Entah hanya perasaannya saja atau memang ia dengar seseorang memanggil namanya. Suara itu terdengar sayup-sayup, pelan, dan akhirnya lenyap bersama dengkingan kereta.
Tiba-tiba seorang gadis menepuk bahunya. Gadis berjilbab yang membawa sebuah bakul diatas kepalanya.
”Hana, ini aku Alin, kemana saja kau?”. Mereka menyatu dalam tangis kerinduan.
Disebuah ruangan. Sudah lama ia tak ke mengunjungi tempat itu. Setelah kepindahannya, ia jarang menenggelamkan diri dengan buku-buku yang sampai sekarang masih tertata rapi. Ruangan luas itu disulap menjadi kamar sekaligus rumah bagi buku-buku kesayangannya. Alin menuntun Hana menyusuri kembali kenangan masa lalunya, mengambil sebuah buku yang terletak paling ujung dari deretan buku lain.
Pandangannya memindai tiap foto dalam album tebal bersampul biru. Keceriaan sosok-sosok dalam foto itu begitu kentara. Kenangan tahun-tahun terakhir masa sekolah yang masih membekas dalam ingatan. Saat bertebarannya senyum mereka dan dengan bangga memamerkan coretan tanda tangan warna-warni pada baju seragam. Hana senang memandangi potret anak-anak belia yang baru lulus SMA itu. Seorang memandangnya dari kejauhan, tersenyum, seolah tak berani mengusik tawa orang dihadapannya.
“Kau merindukan kami ya?”, sesosok pemuda mendatangi Hana. Rengga, separuh puing yang dulu sempat hilang. Matanya berkaca-kaca.
“Maaf baru datang kemari sekarang. Aku sibuk kerja banting tulang untuk biaya adikku. Kau tahu sendiri bagaimana kehidupan kami setelah kejadian itu”

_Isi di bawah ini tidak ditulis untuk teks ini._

//! Wire types for the Analytics Reporting and Management APIs.
//!
//! Response shapes follow the Reporting API v4 `reports:batchGet`
//! schema and the Management API v3 segment list.

use crate::request::schema::ReportRequest;
use crate::utils::config::REPORT_DIMENSIONS;
use crate::utils::error::ApiError;
use serde::{Deserialize, Serialize};

/// Body POSTed to `reports:batchGet`
#[derive(Debug, Clone, Serialize)]
#[serde(rename_all = "camelCase")]
pub struct BatchGetRequest<'a> {
    pub report_requests: Vec<&'a ReportRequest>,
}

/// Response envelope from `reports:batchGet`
#[derive(Debug, Clone, Deserialize)]
pub struct BatchGetResponse {
    #[serde(default)]
    pub reports: Vec<Report>,
}

#[derive(Debug, Clone, Deserialize)]
pub struct Report {
    #[serde(default)]
    pub data: ReportData,
}

#[derive(Debug, Clone, Default, Deserialize)]
#[serde(rename_all = "camelCase")]
pub struct ReportData {
    /// Absent entirely when the report matched nothing
    #[serde(default)]
    pub rows: Vec<ReportRow>,

    #[serde(default)]
    pub row_count: u64,
}

/// One row as returned by the Reporting API
#[derive(Debug, Clone, PartialEq, Serialize, Deserialize)]
pub struct ReportRow {
    pub dimensions: Vec<String>,
    pub metrics: Vec<DateRangeValues>,
}

/// Metric values for one date range, as strings on the wire
#[derive(Debug, Clone, PartialEq, Serialize, Deserialize)]
pub struct DateRangeValues {
    pub values: Vec<String>,
}

/// Error body the Analytics APIs return on failure
#[derive(Debug, Clone, Deserialize)]
pub struct ApiErrorBody {
    pub error: ApiErrorDetail,
}

#[derive(Debug, Clone, Deserialize)]
pub struct ApiErrorDetail {
    #[serde(default)]
    pub code: i64,

    #[serde(default)]
    pub message: String,
}

/// Segment metadata from the Management API
#[derive(Debug, Clone, Deserialize)]
pub struct SegmentList {
    #[serde(default)]
    pub items: Vec<SegmentInfo>,
}

#[derive(Debug, Clone, PartialEq, Eq, Deserialize)]
pub struct SegmentInfo {
    pub id: String,
    pub name: String,
}

/// One parsed metric observation.
///
/// Field order mirrors the report's fixed dimension order: segment,
/// date, metric label, country, page path. The sixth dimension (the
/// metric id) keeps observations granular on the wire but is not
/// carried into the parsed row.
#[derive(Debug, Clone, PartialEq)]
pub struct Row {
    pub segment_id: String,
    pub date: String,

    /// Raw metric-name label, before alias mapping
    pub metric: String,

    pub country: String,
    pub page: String,
    pub value: f64,
}

impl Row {
    /// Parse a wire row into a typed observation.
    ///
    /// # Errors
    /// `ApiError::InvalidResponse` when dimensions are missing or the
    /// metric value is not numeric.
    pub fn from_report_row(raw: &ReportRow) -> Result<Row, ApiError> {
        if raw.dimensions.len() < REPORT_DIMENSIONS {
            return Err(ApiError::InvalidResponse(format!(
                "expected {} dimensions, got {}",
                REPORT_DIMENSIONS,
                raw.dimensions.len()
            )));
        }

        let value_str = raw
            .metrics
            .first()
            .and_then(|metric| metric.values.first())
            .ok_or_else(|| ApiError::InvalidResponse("row has no metric value".to_string()))?;

        let value = value_str.parse::<f64>().map_err(|_| {
            ApiError::InvalidResponse(format!("non-numeric metric value '{}'", value_str))
        })?;

        Ok(Row {
            segment_id: raw.dimensions[0].clone(),
            date: raw.dimensions[1].clone(),
            metric: raw.dimensions[2].clone(),
            country: raw.dimensions[3].clone(),
            page: raw.dimensions[4].clone(),
            value,
        })
    }
}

Hidup Hana tak semudah orang kira. Entah dimana ayahnya sekarang. Terakhir kali Alin ingat ada keributan besar di rumah Hana. Dan keesokan harinya, Hana menangis karena tak ada satupun barang ayahnya tersisa dirumah. Ayahnya tak pernah pulang semenjak peristiwa itu padahal ibunya tengah hamil. Dengar-dengar ayahnya menggandeng wanita muda yang bekerja di salah satu pabrik di kota ini. Menurut kabar, wanita itu hamil dan ayahnya sibuk menanyakan keberadaan dukun aborsi kepada kawan-kawan ayahnya. Ayahnya memang menyayanginya, dulu. Yah... mungkin itu dulu. Dulu sebelum ayahnya tempramental dan sering memukuli ibunya. Dulu sebelum ayahnya merelakan tubuhnya tergerogoti obat-obatan terlarang. Dulu sebelum ayahnya menghalalkan segala cara untuk mendapatkan uang. Dan ibunya berpulang saat mengantarkan adik semata wayangnya lahir kedunia. Yatim piatu, kondisi ekonomi, yang membuat gadis cerdas seperti Hana menggadaikan 12 tahun pendidikannya dengan otak yang cemerlang demi mencari sesuap nasi.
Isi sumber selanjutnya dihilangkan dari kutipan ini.